Is he cheating on me??

couple things... why are you posting this here? You would probably get better advice in /r/relationships. This sub is mostly for men not getting laid by their long time spouses often times kids are in the mix. They are cynical and jaded and all kinds of resentful.

It sounds like you are in need of actual therapy, not as an insult but the kinds of mental and emotional knots you have displayed need a professional. You have caught yourself in an anxiety loop whereby your anxiety about him cheating has seemingly caused you to pull away from your relationship and not be an active participant in it. This very act is likely to cause or increase the likelihood he will look for affirmation and even physical comfort outside of your relationship, thus providing you with fresh anxiety.

If you two were on a break in the summer of 2014. You are looking for proof that he did something during this break? This is not born out of a desire to root out infidelity. This is insecurity and you are looking for justification to feel insecure and unloved. As we have taught our young folk that romantic and sexual love are this completely intertwined and irrevocable thing pumped out of Disney factories. The thing is people cheat for a lot of reasons most of them are due to their own insecurities. In fact based on your line of thinking I'm willing to bet you've had a few totally understandable and completely minimized indiscretions of your own. Don't fixate on that statement if it's incorrect. just an asserted possibility.
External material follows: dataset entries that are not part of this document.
//! [`Dom`] over [`web_sys`], for use in browsers.
//!
//! Nodes are plain [`web_sys::Node`]s. Properties are read and written through [`js_sys::Reflect`] as JSON-compatible values.
//!
//! Listeners, timers and fetches receive a fresh [`WebDom`] handle for the same document when called.
//! Their closures are handed over to JavaScript and never reclaimed, so cancelled timers and
//! never-settling requests leak a little memory each.

use crate::{
	dom::{Dom, DomEvent, EventInit, FetchCallback, FetchResponse, Listener, NodeType, TimerCallback, TimerId},
	error::{Error, Result},
};
use core::{cell::RefCell, convert::TryFrom, time::Duration};
use js_sys::{Date, Function, Promise, Reflect, JSON};
use serde_json::Value;
use std::rc::Rc;
use tracing::{error, instrument, trace, trace_span};
use wasm_bindgen::{closure::Closure, JsCast, JsValue};
use web_sys::{Document, Element, HtmlTemplateElement, KeyboardEvent, KeyboardEventInit, Node, Window};

fn host_error(value: JsValue) -> Error {
	Error::Host(format!("{:?}", value))
}

#[derive(Debug, Clone)]
pub struct WebDom {
	window: Window,
	document: Document,
}

impl WebDom {
	/// The current window's document, if there is one.
	#[must_use]
	pub fn new() -> Option<Self> {
		let window = web_sys::window()?;
		let document = window.document()?;
		Some(Self { window, document })
	}

	#[must_use]
	pub fn from_parts(window: Window, document: Document) -> Self {
		Self { window, document }
	}

	fn element(node: &Node) -> Result<&Element> {
		node.dyn_ref::<Element>().ok_or_else(|| Error::NotAnElement { found: node.node_name() })
	}
}

fn node_list(list: &web_sys::NodeList) -> Vec<Node> {
	(0..list.length()).filter_map(|i| list.item(i)).collect()
}

impl Dom for WebDom {
	type Node = Node;

	fn document(&self) -> Node {
		self.document.clone().into()
	}

	fn head(&self) -> Node {
		match self.document.query_selector("head") {
			Ok(Some(head)) => head.into(),
			_ => self.document(),
		}
	}

	fn body(&self) -> Node {
		match self.document.body() {
			Some(body) => body.into(),
			None => self.document(),
		}
	}

	fn node_type(&self, node: &Node) -> NodeType {
		match node.node_type() {
			Node::ELEMENT_NODE => NodeType::Element,
			Node::TEXT_NODE => NodeType::Text,
			Node::COMMENT_NODE => NodeType::Comment,
			Node::DOCUMENT_NODE => NodeType::Document,
			_ => NodeType::Other,
		}
	}

	fn create_element(&mut self, tag: &str) -> Result<Node> {
		self.document.create_element(tag).map(Into::into).map_err(host_error)
	}

	fn create_element_ns(&mut self, namespace: &str, tag: &str) -> Result<Node> {
		self.document.create_element_ns(Some(namespace), tag).map(Into::into).map_err(host_error)
	}

	fn create_text_node(&mut self, text: &str) -> Node {
		self.document.create_text_node(text).into()
	}

	fn tag_name(&self, node: &Node) -> Option<String> {
		node.dyn_ref::<Element>().map(Element::local_name)
	}

	fn namespace_uri(&self, node: &Node) -> Option<String> {
		node.dyn_ref::<Element>().and_then(Element::namespace_uri)
	}

	fn attribute(&self, node: &Node, name: &str) -> Option<String> {
		node.dyn_ref::<Element>()?.get_attribute(name)
	}

	fn attributes(&self, node: &Node) -> Vec<(String, String)> {
		let Some(element) = node.dyn_ref::<Element>() else {
			return Vec::new();
		};
		let attributes = element.attributes();
		(0..attributes.length()).filter_map(|i| attributes.item(i)).map(|attribute| (attribute.name(), attribute.value())).collect()
	}

	fn set_attribute(&mut self, node: &Node, name: &str, value: &str) -> Result<()> {
		Self::element(node)?.set_attribute(name, value).map_err(host_error)
	}

	fn set_attribute_ns(&mut self, node: &Node, namespace: &str, qualified_name: &str, value: &str) -> Result<()> {
		Self::element(node)?.set_attribute_ns(Some(namespace), qualified_name, value).map_err(host_error)
	}

	fn remove_attribute(&mut self, node: &Node, name: &str) -> Result<()> {
		Self::element(node)?.remove_attribute(name).map_err(host_error)
	}

	fn property(&self, node: &Node, name: &str) -> Option<Value> {
		let value = Reflect::get(node, &JsValue::from_str(name)).ok()?;
		if value.is_undefined() {
			return None;
		}
		let json = JSON::stringify(&value).ok()?.as_string()?;
		serde_json::from_str(&json).ok()
	}

	fn set_property(&mut self, node: &Node, name: &str, value: &Value) -> Result<()> {
		let value = JSON::parse(&serde_json::to_string(value)?).map_err(host_error)?;
		match Reflect::set(node, &JsValue::from_str(name), &value) {
			Ok(true) => Ok(()),
			Ok(false) => Err(Error::Host(format!("Property {:?} is read-only", name))),
			Err(error) => Err(host_error(error)),
		}
	}

	fn text_content(&self, node: &Node) -> String {
		node.text_content().unwrap_or_default()
	}

	fn set_text_content(&mut self, node: &Node, text: &str) -> Result<()> {
		node.set_text_content(Some(text));
		Ok(())
	}

	fn inner_html(&self, node: &Node) -> Result<String> {
		Ok(Self::element(node)?.inner_html())
	}

	fn set_inner_html(&mut self, node: &Node, html: &str) -> Result<()> {
		Self::element(node)?.set_inner_html(html);
		Ok(())
	}

	fn create_fragment(&mut self, context: &Node, html: &str) -> Result<Vec<Node>> {
		let range = self.document.create_range().map_err(host_error)?;
		range.select_node_contents(context).map_err(host_error)?;
		let fragment = range.create_contextual_fragment(html).map_err(host_error)?;
		Ok(node_list(&fragment.child_nodes()))
	}

	fn template_content(&mut self, template: &Node, adopt: bool) -> Result<Vec<Node>> {
		let template = template.dyn_ref::<HtmlTemplateElement>().ok_or_else(|| Error::NotAnElement {
			found: format!("{} instead of <template>", template.node_name()),
		})?;
		node_list(&template.content().child_nodes())
			.iter()
			.map(|child| if adopt { self.document.adopt_node(child) } else { self.document.import_node_with_deep(child, true) }.map_err(host_error))
			.collect()
	}

	fn parent(&self, node: &Node) -> Option<Node> {
		node.parent_node()
	}

	fn child_nodes(&self, node: &Node) -> Vec<Node> {
		node_list(&node.child_nodes())
	}

	fn insert_before(&mut self, parent: &Node, child: &Node, reference: Option<&Node>) -> Result<()> {
		parent.insert_before(child, reference).map(drop).map_err(|error| Error::HierarchyRequest(format!("{:?}", error)))
	}

	fn remove(&mut self, node: &Node) {
		if let Some(parent) = node.parent_node() {
			if let Err(error) = parent.remove_child(node) {
				trace!(?error, "Failed to remove node.");
			}
		}
	}

	fn query_selector_all(&self, scope: Option<&Node>, selector: &str) -> Result<Vec<Node>> {
		let unsupported = |_| Error::UnsupportedSelector(selector.to_owned());
		let list = match scope.map(|scope| scope.dyn_ref::<Element>()) {
			Some(Some(scope)) => scope.query_selector_all(selector).map_err(unsupported)?,
			Some(None) | None => self.document.query_selector_all(selector).map_err(unsupported)?,
		};
		Ok(node_list(&list))
	}

	fn element_by_id(&self, id: &str) -> Option<Node> {
		self.document.get_element_by_id(id).map(Into::into)
	}

	fn matches(&self, node: &Node, selector: &str) -> Result<bool> {
		match node.dyn_ref::<Element>() {
			Some(element) => element.matches(selector).map_err(|_| Error::UnsupportedSelector(selector.to_owned())),
			None => Ok(false),
		}
	}

	#[instrument(skip(self, listener))]
	fn add_event_listener(&mut self, target: &Node, kind: &str, listener: Listener<Self>) -> Result<()> {
		let dom = self.clone();
		let current_target = target.clone();
		let closure = Closure::wrap(Box::new(move |event: web_sys::Event| {
			let span = trace_span!("listener", kind = event.type_().as_str());
			let _enter = span.enter();

			let event = DomEvent {
				kind: event.type_(),
				key: event.dyn_ref::<KeyboardEvent>().map(KeyboardEvent::key),
				target: event.target().and_then(|target| target.dyn_into::<Node>().ok()).unwrap_or_else(|| current_target.clone()),
				current_target: current_target.clone(),
			};
			listener(&mut dom.clone(), &event);
		}) as Box<dyn FnMut(web_sys::Event)>);
		target.add_event_listener_with_callback(kind, closure.as_ref().unchecked_ref()).map_err(host_error)?;
		closure.forget();
		Ok(())
	}

	fn dispatch_event(&mut self, target: &Node, event: EventInit) -> Result<()> {
		let dispatched = match &event.key {
			Some(key) => {
				let init = KeyboardEventInit::new();
				init.set_bubbles(event.bubbles);
				init.set_key(key);
				KeyboardEvent::new_with_keyboard_event_init_dict(&event.kind, &init).map(Into::<web_sys::Event>::into)
			}
			None => {
				let init = web_sys::EventInit::new();
				init.set_bubbles(event.bubbles);
				web_sys::Event::new_with_event_init_dict(&event.kind, &init)
			}
		}
		.map_err(host_error)?;
		target.dispatch_event(&dispatched).map(drop).map_err(host_error)
	}

	fn set_timeout(&mut self, delay: Duration, callback: TimerCallback<Self>) -> TimerId {
		let dom = self.clone();
		let closure = Closure::once_into_js(move || callback(&mut dom.clone()));
		let timeout = i32::try_from(delay.as_millis()).unwrap_or(i32::MAX);
		match self.window.set_timeout_with_callback_and_timeout_and_arguments_0(closure.unchecked_ref(), timeout) {
			Ok(handle) => TimerId(u64::from(handle.unsigned_abs())),
			Err(error) => {
				error!(?error, "Failed to set timeout.");
				TimerId(u64::MAX)
			}
		}
	}

	fn clear_timeout(&mut self, timer: TimerId) {
		if let Ok(handle) = i32::try_from(timer.0) {
			self.window.clear_timeout_with_handle(handle);
		}
	}

	#[instrument(skip(self, callback))]
	fn fetch(&mut self, url: &str, callback: FetchCallback<Self>) {
		let dom = self.clone();
		let requested = url.to_owned();
		let pending = Rc::new(RefCell::new(Some(callback)));
		let finish = Rc::new(move |result: Result<FetchResponse>| {
			if let Some(callback) = pending.borrow_mut().take() {
				callback(&mut dom.clone(), result);
			}
		});

		let on_response = {
			let finish = finish.clone();
			let requested = requested.clone();
			Closure::once(move |response: JsValue| {
				let response = match response.dyn_into::<web_sys::Response>() {
					Ok(response) => response,
					Err(value) => return finish(Err(Error::Fetch { url: requested, message: format!("{:?}", value) })),
				};
				let content_type = response.headers().get("content-type").ok().flatten();
				let url = if response.url().is_empty() { requested.clone() } else { response.url() };
				let status = response.status();
				let text = match response.text() {
					Ok(text) => text,
					Err(error) => return finish(Err(Error::Fetch { url, message: format!("{:?}", error) })),
				};
				let on_text = {
					let finish = finish.clone();
					let url = url.clone();
					Closure::once(move |body: JsValue| {
						finish(Ok(FetchResponse {
							url,
							status,
							content_type,
							body: body.as_string().unwrap_or_default(),
						}))
					})
				};
				let on_error = Closure::once(move |error: JsValue| finish(Err(Error::Fetch { url, message: format!("{:?}", error) })));
				drop(text.then2(&on_text, &on_error));
				on_text.forget();
				on_error.forget();
			})
		};
		let on_error = Closure::once(move |error: JsValue| {
			finish(Err(Error::Fetch {
				url: requested,
				message: format!("{:?}", error),
			}))
		});

		let promise: Promise = self.window.fetch_with_str(url);
		drop(promise.then2(&on_response, &on_error));
		on_response.forget();
		on_error.forget();
	}

	fn import_module(&mut self, specifier: &str) {
		let import = Function::new_with_args("specifier", "return import(specifier)");
		if let Err(error) = import.call1(&JsValue::NULL, &JsValue::from_str(specifier)) {
			error!(?error, specifier, "Failed to start module import.");
		}
	}

	fn reload(&mut self) {
		if let Err(error) = self.window.location().reload() {
			error!(?error, "Failed to reload.");
		}
	}

	fn now_millis(&self) -> u64 {
		#[allow(clippy::cast_possible_truncation, clippy::cast_sign_loss)]
		let now = Date::now() as u64;
		now
	}
}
You significant other may be cheating but it's almost always a precursor to leaving a relationship. Insecure people don't end relationships because they aren't working. They find someone new that makes them feel temporarily good about themselves as they are awash with all those fun neurochemicals that make you pop and fizz. definitely at various points in my life I would catch and release at bars, chat up chicks and flirt but as a way to feel better and more confident. That is until I found better ways of dealing with my insecurities, part of which included leaving a relationship which heightened them.
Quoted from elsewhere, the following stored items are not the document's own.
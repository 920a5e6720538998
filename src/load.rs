//! Snapshots of live [`Dom`] subtrees as [`HtmlNode`]s, for serialization and structural comparison.

use crate::{
	dom::{Dom, NodeType, HTML_NAMESPACE},
	html::{HtmlElement, HtmlNode},
};

pub fn load_child_nodes<D: Dom>(dom: &D, node: &D::Node) -> Vec<HtmlNode> {
	dom.child_nodes(node).iter().filter_map(|child| load_node(dom, child)).collect()
}

/// [`None`] for documents and other node types without markup.
pub fn load_node<D: Dom>(dom: &D, node: &D::Node) -> Option<HtmlNode> {
	match dom.node_type(node) {
		NodeType::Element => load_element(dom, node).map(HtmlNode::Element),
		NodeType::Text => Some(HtmlNode::Text(dom.text_content(node))),
		NodeType::Comment => Some(HtmlNode::Comment(dom.text_content(node))),
		NodeType::Document | NodeType::Other => None,
	}
}

pub fn load_element<D: Dom>(dom: &D, element: &D::Node) -> Option<HtmlElement> {
	Some(HtmlElement {
		name: dom.tag_name(element)?,
		namespace: dom.namespace_uri(element).filter(|namespace| namespace != HTML_NAMESPACE),
		attributes: load_attributes(dom, element),
		children: load_child_nodes(dom, element),
	})
}

pub fn load_attributes<D: Dom>(dom: &D, element: &D::Node) -> Vec<(String, String)> {
	dom.attributes(element)
}
#![cfg(target_arch = "wasm32")]

use instruction_dom::{
	dom::{Dom, DomEvent},
	web::WebDom,
	Engine,
};
use serde_json::json;
use std::{cell::Cell, rc::Rc};
use wasm_bindgen::JsCast;
use wasm_bindgen_test::{wasm_bindgen_test, wasm_bindgen_test_configure};
use web_sys::{window, HtmlElement, Node};

wasm_bindgen_test_configure!(run_in_browser);

static mut LOG_INITIALIZED: bool = false;

fn setup() -> (WebDom, Engine<WebDom>) {
	unsafe {
		if !LOG_INITIALIZED {
			tracing_wasm::set_as_global_default();
			LOG_INITIALIZED = true;
		}
	}

	let mut dom = WebDom::new().unwrap();
	let body = dom.body();
	dom.set_inner_html(&body, "").unwrap();
	(dom, Engine::new())
}

#[wasm_bindgen_test]
fn add_update_remove() {
	let (mut dom, engine) = setup();
	engine.apply(
		&mut dom,
		&json!([
			{ "method": "add", "components": [{ "type": "p", "id": "greeting", "slot": "Hello" }] },
			{ "method": "update", "id": "greeting", "attributes": { "class": "loud" } },
		]),
	);
	let body = window().unwrap().document().unwrap().body().unwrap();
	assert_eq!(body.inner_html(), r#"<p id="greeting" class="loud">Hello</p>"#);

	engine.apply(&mut dom, &json!({ "method": "remove", "components": ["#greeting"] }));
	assert_eq!(body.inner_html(), "");
}

#[wasm_bindgen_test]
fn svg_elements_are_namespaced() {
	let (mut dom, engine) = setup();
	engine.apply(&mut dom, &json!({ "method": "add", "components": [{ "type": "svg", "components": [{ "type": "circle", "attributes": { "r": "1" } }] }] }));
	let circle: Node = dom.query_selector(None, "svg circle").unwrap().unwrap();
	assert_eq!(dom.namespace_uri(&circle).as_deref(), Some("http://www.w3.org/2000/svg"));
}

#[wasm_bindgen_test]
fn handlers_receive_clicks() {
	let (mut dom, engine) = setup();
	let clicks = Rc::new(Cell::new(0));
	engine.register_handler("count", {
		let clicks = clicks.clone();
		move |_: &mut WebDom, _: &DomEvent<Node>| clicks.set(clicks.get() + 1)
	});
	engine.apply(&mut dom, &json!({ "method": "add", "components": [{ "type": "button", "id": "b", "events": { "click": "count" } }] }));

	let button: HtmlElement = dom.element_by_id("b").unwrap().dyn_into().unwrap();
	button.click();
	assert_eq!(clicks.get(), 1);
}

#[wasm_bindgen_test]
fn properties_round_trip_as_json() {
	let (mut dom, engine) = setup();
	engine.apply(&mut dom, &json!({ "method": "add", "components": [{ "type": "input", "id": "i", "properties": { "value": "42", "extra": { "a": [1, 2] } } }] }));
	let input = dom.element_by_id("i").unwrap();
	assert_eq!(dom.property(&input, "value"), Some(json!("42")));
	assert_eq!(dom.property(&input, "extra"), Some(json!({ "a": [1, 2] })));
}
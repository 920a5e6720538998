use thiserror::Error;

pub type Result<T> = core::result::Result<T, Error>;

#[derive(Error, Debug, Clone, PartialEq, Eq)]
pub enum Error {
	#[error("Unsupported selector: {0:?}")]
	UnsupportedSelector(String),

	#[error("Expected an element but found {found}")]
	NotAnElement { found: String },

	#[error("Hierarchy request error: {0}")]
	HierarchyRequest(String),

	#[error("HTML parse error: {0}")]
	HtmlParse(String),

	#[error("Fetch of {url:?} failed: {message}")]
	Fetch { url: String, message: String },

	#[error("Invalid instruction: {0}")]
	InvalidInstruction(String),

	#[error("Unknown instruction method {0:?}")]
	UnknownMethod(String),

	#[error("Invalid table data: {0}")]
	InvalidTableData(String),

	#[error("Element not found: {0}")]
	NotFound(String),

	#[error("Serialization error: {0}")]
	Serialization(String),

	#[error("Host error: {0}")]
	Host(String),
}

impl From<serde_json::Error> for Error {
	fn from(error: serde_json::Error) -> Self {
		Error::Serialization(error.to_string())
	}
}
//! A blob store for contexts that have no storage medium

use core_kernel::{BlobStore, StorageError};

/// Rejects every read and write with `StorageError::Unavailable`
///
/// Stores opened on it start from their seed and keep working in memory.
#[derive(Debug, Default, Clone, Copy)]
pub struct UnavailableBlobStore;

impl BlobStore for UnavailableBlobStore {
    fn get(&self, _slot: &str) -> Result<Option<String>, StorageError> {
        Err(StorageError::Unavailable)
    }

    fn set(&self, _slot: &str, _value: &str) -> Result<(), StorageError> {
        Err(StorageError::Unavailable)
    }
}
if you want things to get better you gotta get right with yourself you need to truly heal from what happened to you before. you need to learn how to have faith in your own worth and value not as represented by your partner but in your own self posession and identity. You have to risk loving someone fully with the knowledge you may be hurt, otherwise you definitely will be hurt.
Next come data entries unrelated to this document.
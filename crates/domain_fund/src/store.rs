//! Persisted collection store
//!
//! A [`CollectionStore`] owns an ordered collection of entities, keeps it
//! mirrored to one slot of a [`BlobStore`], and hands out freshly sorted
//! views. The fund catalog and the transaction ledger are both built on it.
//!
//! Storage problems never reach callers:
//! - On open, an empty, unreadable or corrupt slot falls back to a seed
//!   collection. Which fallback was taken is kept in [`LoadOutcome`].
//! - On mutation, a failed write is logged and reported in the returned
//!   [`PersistOutcome`]. The in-memory change stands either way.

use std::borrow::Borrow;
use std::cmp::Ordering;
use std::fmt;
use std::sync::Arc;

use serde::de::DeserializeOwned;
use serde::Serialize;
use tracing::{debug, warn};

use core_kernel::{BlobStore, StorageError};

/// An entity that can live in a [`CollectionStore`]
pub trait Entity: Clone + Serialize + DeserializeOwned {
    /// Primary key type
    type Key: PartialEq + fmt::Display;

    /// Returns the primary key
    fn key(&self) -> &Self::Key;

    /// Display order for `list()`
    fn listing_order(a: &Self, b: &Self) -> Ordering;
}

/// Why a store started from its seed collection
#[derive(Debug, Clone, PartialEq, Eq)]
pub enum FallbackReason {
    /// The slot has never been written, or holds an empty blob
    EmptySlot,
    /// No storage medium exists in this context
    Unavailable,
    /// The medium failed while reading
    Unreadable(StorageError),
    /// The slot holds something that is not a collection of entities
    Corrupt(String),
}

/// How a store obtained its initial collection
#[derive(Debug, Clone, PartialEq, Eq)]
pub enum LoadOutcome {
    /// Restored from the storage slot
    Loaded { count: usize },
    /// Started from the seed collection
    Fallback(FallbackReason),
}

impl LoadOutcome {
    /// Returns true if the seed collection was used
    pub fn is_fallback(&self) -> bool {
        matches!(self, LoadOutcome::Fallback(_))
    }
}

/// Result of writing the collection back to storage
#[derive(Debug, Clone, PartialEq, Eq)]
pub enum PersistOutcome {
    Saved,
    Failed(StorageError),
}

impl PersistOutcome {
    /// Returns true if the write reached storage
    pub fn is_saved(&self) -> bool {
        matches!(self, PersistOutcome::Saved)
    }
}

/// Ordered, persisted collection of entities keyed by `E::Key`
pub struct CollectionStore<E: Entity> {
    slot: String,
    storage: Arc<dyn BlobStore>,
    items: Vec<E>,
    load_outcome: LoadOutcome,
}

impl<E: Entity> CollectionStore<E> {
    /// Opens a store on a storage slot
    ///
    /// # Arguments
    ///
    /// * `storage` - The blob store to read from and write to
    /// * `slot` - Name of the slot holding the collection
    /// * `seed` - Collection to start from if the slot cannot be used
    pub fn open(storage: Arc<dyn BlobStore>, slot: impl Into<String>, seed: Vec<E>) -> Self {
        let slot = slot.into();
        let (items, load_outcome) = match Self::read_slot(storage.as_ref(), &slot) {
            Ok(items) => {
                let count = items.len();
                debug!(slot = %slot, count, "Loaded collection from storage");
                (items, LoadOutcome::Loaded { count })
            }
            Err(reason) => {
                match &reason {
                    FallbackReason::EmptySlot => {
                        debug!(slot = %slot, "Slot empty, using seed collection")
                    }
                    other => {
                        warn!(slot = %slot, reason = ?other, "Slot unusable, using seed collection")
                    }
                }
                (seed, LoadOutcome::Fallback(reason))
            }
        };

        Self {
            slot,
            storage,
            items,
            load_outcome,
        }
    }

    fn read_slot(storage: &dyn BlobStore, slot: &str) -> Result<Vec<E>, FallbackReason> {
        let raw = match storage.get(slot) {
            Ok(Some(raw)) if !raw.trim().is_empty() => raw,
            Ok(_) => return Err(FallbackReason::EmptySlot),
            Err(StorageError::Unavailable) => return Err(FallbackReason::Unavailable),
            Err(e) => return Err(FallbackReason::Unreadable(e)),
        };
        serde_json::from_str(&raw).map_err(|e| FallbackReason::Corrupt(e.to_string()))
    }

    /// Name of the storage slot
    pub fn slot(&self) -> &str {
        &self.slot
    }

    /// How the initial collection was obtained
    pub fn load_outcome(&self) -> &LoadOutcome {
        &self.load_outcome
    }

    /// Backing collection in storage order
    pub fn items(&self) -> &[E] {
        &self.items
    }

    pub fn len(&self) -> usize {
        self.items.len()
    }

    pub fn is_empty(&self) -> bool {
        self.items.is_empty()
    }

    /// Returns a freshly sorted copy of the collection
    pub fn list(&self) -> Vec<E> {
        let mut listed = self.items.clone();
        listed.sort_by(E::listing_order);
        listed
    }

    /// Finds an entity by key
    pub fn find<Q>(&self, key: &Q) -> Option<&E>
    where
        E::Key: Borrow<Q>,
        Q: PartialEq + ?Sized,
    {
        self.items
            .iter()
            .find(|e| <E::Key as Borrow<Q>>::borrow(e.key()) == key)
    }

    /// Replaces the entity with the same key, or appends it
    pub fn upsert(&mut self, entity: E) -> PersistOutcome {
        match self.items.iter().position(|e| e.key() == entity.key()) {
            Some(index) => {
                debug!(slot = %self.slot, key = %entity.key(), "Replacing entity");
                self.items[index] = entity;
            }
            None => {
                debug!(slot = %self.slot, key = %entity.key(), "Appending entity");
                self.items.push(entity);
            }
        }
        self.persist()
    }

    /// Removes the entity with the given key, if present
    pub fn delete<Q>(&mut self, key: &Q) -> PersistOutcome
    where
        E::Key: Borrow<Q>,
        Q: PartialEq + ?Sized,
    {
        let before = self.items.len();
        self.items
            .retain(|e| <E::Key as Borrow<Q>>::borrow(e.key()) != key);
        debug!(slot = %self.slot, removed = before - self.items.len(), "Deleted entity");
        self.persist()
    }

    /// Writes the whole collection to its slot
    pub fn persist(&self) -> PersistOutcome {
        let result = serde_json::to_string(&self.items)
            .map_err(|e| StorageError::Serialization(e.to_string()))
            .and_then(|raw| self.storage.set(&self.slot, &raw));

        match result {
            Ok(()) => PersistOutcome::Saved,
            Err(e) => {
                warn!(slot = %self.slot, error = %e, "Failed to persist collection");
                PersistOutcome::Failed(e)
            }
        }
    }
}

impl<E: Entity + fmt::Debug> fmt::Debug for CollectionStore<E> {
    fn fmt(&self, f: &mut fmt::Formatter<'_>) -> fmt::Result {
        f.debug_struct("CollectionStore")
            .field("slot", &self.slot)
            .field("items", &self.items)
            .field("load_outcome", &self.load_outcome)
            .finish()
    }
}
Think about it like this everyday you are given a little magical heart. in an ideal relationship you give the majority of this magical heart to your significant other and they do the same for you. You get more hearts. now when someone is cheating they are getting the heart from you but taking a bit of theirs and giving it to someone else in exchange for some share of that persons heart. What you have admitted to doing in your relationship is withholding your heart from your SO. he's getting nothing from you anymore. So it sounds like he's probably flirting and chatting up girls and only he knows what else. but the thing is why shouldn't he? He's not getting any magical heart from you. At that point it's not cheating, it's looking for a better deal.